* [Data extracts]:
//! Secret store
//!
//! The `.env` file is the single source of truth for every generated key,
//! port and credential. Other components read from a [`SecretStore`] and push
//! derived representations outward; nothing writes back into it except the
//! key generator and the port migrator.
//!
//! Writes are read-modify-write under an exclusive `flock` on a sidecar lock
//! file, then an atomic rename, so unmanaged keys written by other tools
//! between our reads survive. There is still no cross-operation transaction:
//! two operators running migrations at once get last-write-wins per key.

use serde::Serialize;
use std::fs::{self, File, OpenOptions};
use std::io::{self, Write};
use std::os::unix::fs::{OpenOptionsExt, PermissionsExt};
use std::os::unix::io::AsRawFd;
use std::path::{Path, PathBuf};
use tracing::debug;

use crate::error::{VpnctlError, VpnctlResult};

/// Well-known secret store keys
pub mod keys {
    pub const REALITY_PRIVATE_KEY: &str = "REALITY_PRIVATE_KEY";
    pub const REALITY_PUBLIC_KEY: &str = "REALITY_PUBLIC_KEY";
    pub const REALITY_SHORT_ID: &str = "REALITY_SHORT_ID";
    pub const REALITY_SNI: &str = "REALITY_SNI";
    pub const VLESS_UUID: &str = "VLESS_UUID";
    pub const HYSTERIA_PASSWORD: &str = "HYSTERIA_PASSWORD";
    pub const HYSTERIA_OBFS_PASSWORD: &str = "HYSTERIA_OBFS_PASSWORD";
    pub const HYSTERIA_PORT: &str = "HYSTERIA_PORT";
    pub const HYSTERIA_UP_MBPS: &str = "HYSTERIA_UP_MBPS";
    pub const HYSTERIA_DOWN_MBPS: &str = "HYSTERIA_DOWN_MBPS";
    pub const SERVER_IP: &str = "SERVER_IP";
    pub const XUI_PORT: &str = "XUI_PORT";
    pub const XUI_USERNAME: &str = "XUI_USERNAME";
    pub const XUI_PASSWORD: &str = "XUI_PASSWORD";
}

/// Defaults for values an operator sets once rather than ones we generate
pub mod defaults {
    pub const REALITY_SNI: &str = "www.microsoft.com";
    pub const SERVER_IP: &str = "127.0.0.1";
    pub const HYSTERIA_PORT: &str = "443";
    pub const BANDWIDTH_MBPS: &str = "100";
    pub const XUI_PORT: &str = "2053";
}

/// Everything the key generator produces in one rotation
#[derive(Debug, Clone, PartialEq, Eq, Serialize)]
pub struct SecretRecord {
    pub private_key: String,
    pub public_key: String,
    pub client_id: String,
    pub short_id: String,
    pub hysteria_password: String,
    pub obfs_password: String,
}

impl SecretRecord {
    /// Store entries for this record, in the order they are written
    pub fn entries(&self) -> Vec<(&'static str, String)> {
        vec![
            (keys::REALITY_PRIVATE_KEY, self.private_key.clone()),
            (keys::REALITY_PUBLIC_KEY, self.public_key.clone()),
            (keys::REALITY_SHORT_ID, self.short_id.clone()),
            (keys::VLESS_UUID, self.client_id.clone()),
            (keys::HYSTERIA_PASSWORD, self.hysteria_password.clone()),
            (keys::HYSTERIA_OBFS_PASSWORD, self.obfs_password.clone()),
        ]
    }

    /// Read the current record back out of a store
    pub fn from_store(store: &SecretStore) -> VpnctlResult<Self> {
        Ok(Self {
            private_key: store.require(keys::REALITY_PRIVATE_KEY)?.to_string(),
            public_key: store.require(keys::REALITY_PUBLIC_KEY)?.to_string(),
            client_id: store.require(keys::VLESS_UUID)?.to_string(),
            short_id: store.require(keys::REALITY_SHORT_ID)?.to_string(),
            hysteria_password: store.require(keys::HYSTERIA_PASSWORD)?.to_string(),
            obfs_password: store.require(keys::HYSTERIA_OBFS_PASSWORD)?.to_string(),
        })
    }
}

#[derive(Debug, Clone, PartialEq, Eq)]
enum Line {
    /// `raw` keeps the original text so untouched entries round-trip exactly
    Entry {
        key: String,
        value: String,
        raw: Option<String>,
    },
    Other(String),
}

/// Env-file backed key/value store
#[derive(Debug)]
pub struct SecretStore {
    path: PathBuf,
    lines: Vec<Line>,
}

impl SecretStore {
    /// Open the store; a missing file is an empty store
    pub fn open(path: impl Into<PathBuf>) -> VpnctlResult<Self> {
        let path = path.into();
        let lines = read_lines(&path)?;
        Ok(Self { path, lines })
    }

    pub fn path(&self) -> &Path {
        &self.path
    }

    /// Re-read the backing file, e.g. after a restore replaced it
    pub fn reload(&mut self) -> VpnctlResult<()> {
        self.lines = read_lines(&self.path)?;
        Ok(())
    }

    pub fn get(&self, key: &str) -> Option<&str> {
        // Last assignment wins, as with shell sourcing
        self.lines.iter().rev().find_map(|line| match line {
            Line::Entry { key: k, value, .. } if k.as_str() == key => Some(value.as_str()),
            _ => None,
        })
    }

    /// Value or a documented default for operator-set entries
    pub fn get_or<'a>(&'a self, key: &str, default: &'a str) -> &'a str {
        match self.get(key) {
            Some(value) if !value.is_empty() => value,
            _ => default,
        }
    }

    /// Value that a dependent apply cannot run without
    pub fn require(&self, key: &str) -> VpnctlResult<&str> {
        match self.get(key) {
            Some(value) if !value.is_empty() => Ok(value),
            _ => Err(VpnctlError::MissingSecret(key.to_string())),
        }
    }

    /// Upsert one key and persist
    pub fn set(&mut self, key: &str, value: &str) -> VpnctlResult<()> {
        self.set_many([(key, value.to_string())])
    }

    /// Upsert several keys in a single write: either all land or none do
    pub fn set_many<I, K>(&mut self, pairs: I) -> VpnctlResult<()>
    where
        I: IntoIterator<Item = (K, String)>,
        K: AsRef<str>,
    {
        let pairs: Vec<(String, String)> = pairs
            .into_iter()
            .map(|(k, v)| (k.as_ref().to_string(), v))
            .collect();

        for (key, value) in &pairs {
            validate_entry(key, value)?;
        }

        let _lock = FileLock::acquire(&lock_path(&self.path))?;

        // Pick up whatever other writers left since we last read
        let mut lines = read_lines(&self.path)?;
        for (key, value) in &pairs {
            upsert(&mut lines, key, value);
        }

        write_atomic(&self.path, &render(&lines))?;
        self.lines = lines;

        debug!(
            "Secret store {:?} updated: {}",
            self.path,
            pairs.iter().map(|(k, _)| k.as_str()).collect::<Vec<_>>().join(", ")
        );
        Ok(())
    }
}

fn validate_entry(key: &str, value: &str) -> VpnctlResult<()> {
    let key_ok = !key.is_empty()
        && !key.starts_with(|c: char| c.is_ascii_digit())
        && key.chars().all(|c| c.is_ascii_alphanumeric() || c == '_');
    if !key_ok {
        return Err(VpnctlError::validation(format!("Invalid secret key name: {}", key)));
    }
    if value.contains('\n') || value.contains('\r') || value.contains('\0') {
        return Err(VpnctlError::validation(format!(
            "Value for {} contains a line break",
            key
        )));
    }
    // A single-quoted value cannot carry a single quote
    if value.contains('\'') && needs_quotes(value) {
        return Err(VpnctlError::validation(format!(
            "Value for {} cannot be quoted safely",
            key
        )));
    }
    Ok(())
}

fn upsert(lines: &mut Vec<Line>, key: &str, value: &str) {
    let mut found = false;
    // Rewrite the first occurrence, drop later duplicates
    lines.retain_mut(|line| match line {
        Line::Entry { key: k, value: v, raw } if k.as_str() == key => {
            if found {
                return false;
            }
            found = true;
            *v = value.to_string();
            *raw = None;
            true
        }
        _ => true,
    });
    if !found {
        lines.push(Line::Entry {
            key: key.to_string(),
            value: value.to_string(),
            raw: None,
        });
    }
}

fn read_lines(path: &Path) -> VpnctlResult<Vec<Line>> {
    match fs::read_to_string(path) {
        Ok(content) => Ok(parse(&content)),
        Err(e) if e.kind() == io::ErrorKind::NotFound => Ok(Vec::new()),
        Err(e) => Err(e.into()),
    }
}

fn parse(content: &str) -> Vec<Line> {
    content
        .lines()
        .map(|raw| {
            let trimmed = raw.trim();
            if trimmed.is_empty() || trimmed.starts_with('#') {
                return Line::Other(raw.to_string());
            }
            let body = trimmed.strip_prefix("export ").unwrap_or(trimmed);
            match body.split_once('=') {
                Some((key, value)) if !key.trim().is_empty() => Line::Entry {
                    key: key.trim().to_string(),
                    value: unquote(value.trim()),
                    raw: Some(raw.to_string()),
                },
                _ => Line::Other(raw.to_string()),
            }
        })
        .collect()
}

fn unquote(value: &str) -> String {
    for quote in ['\'', '"'] {
        if value.len() >= 2 && value.starts_with(quote) && value.ends_with(quote) {
            return value[1..value.len() - 1].to_string();
        }
    }
    // Unquoted values may carry a trailing comment
    match value.find(" #") {
        Some(idx) => value[..idx].trim_end().to_string(),
        None => value.to_string(),
    }
}

fn needs_quotes(value: &str) -> bool {
    value
        .chars()
        .any(|c| c.is_whitespace() || c == '#' || c == '"' || c == '\'' || c == '$')
}

fn render(lines: &[Line]) -> String {
    let mut out = String::new();
    for line in lines {
        match line {
            Line::Other(raw) | Line::Entry { raw: Some(raw), .. } => out.push_str(raw),
            Line::Entry { key, value, raw: None } => {
                if needs_quotes(value) {
                    out.push_str(&format!("{}='{}'", key, value));
                } else {
                    out.push_str(&format!("{}={}", key, value));
                }
            }
        }
        out.push('\n');
    }
    out
}

fn lock_path(path: &Path) -> PathBuf {
    let mut name = path
        .file_name()
        .map(|n| n.to_os_string())
        .unwrap_or_else(|| ".env".into());
    name.push(".lock");
    path.with_file_name(name)
}

/// Write through a sibling temp file and rename over the target
///
/// New files get mode 0600; existing files keep their mode.
pub(crate) fn write_atomic(path: &Path, content: &str) -> VpnctlResult<()> {
    let mode = fs::metadata(path)
        .map(|m| m.permissions().mode() & 0o7777)
        .unwrap_or(0o600);

    let mut tmp_name = path
        .file_name()
        .map(|n| n.to_os_string())
        .unwrap_or_default();
    tmp_name.push(".tmp");
    let tmp = path.with_file_name(tmp_name);

    {
        let mut file = OpenOptions::new()
            .write(true)
            .create(true)
            .truncate(true)
            .mode(mode)
            .open(&tmp)?;
        file.write_all(content.as_bytes())?;
        file.sync_all()?;
    }
    fs::set_permissions(&tmp, fs::Permissions::from_mode(mode))?;
    fs::rename(&tmp, path)?;
    Ok(())
}

/// Exclusive advisory lock, released on drop
struct FileLock {
    file: File,
}

impl FileLock {
    fn acquire(path: &Path) -> io::Result<Self> {
        let file = OpenOptions::new()
            .write(true)
            .create(true)
            .truncate(false)
            .mode(0o600)
            .open(path)?;
        let rc = unsafe { libc::flock(file.as_raw_fd(), libc::LOCK_EX) };
        if rc != 0 {
            return Err(io::Error::last_os_error());
        }
        Ok(Self { file })
    }
}

impl Drop for FileLock {
    fn drop(&mut self) {
        unsafe {
            libc::flock(self.file.as_raw_fd(), libc::LOCK_UN);
        }
    }
}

* [About this exercise]: Go through the records and gather the lines that hold "SecretRecord".

* [Output of the task]:
pub struct SecretRecord {
impl SecretRecord {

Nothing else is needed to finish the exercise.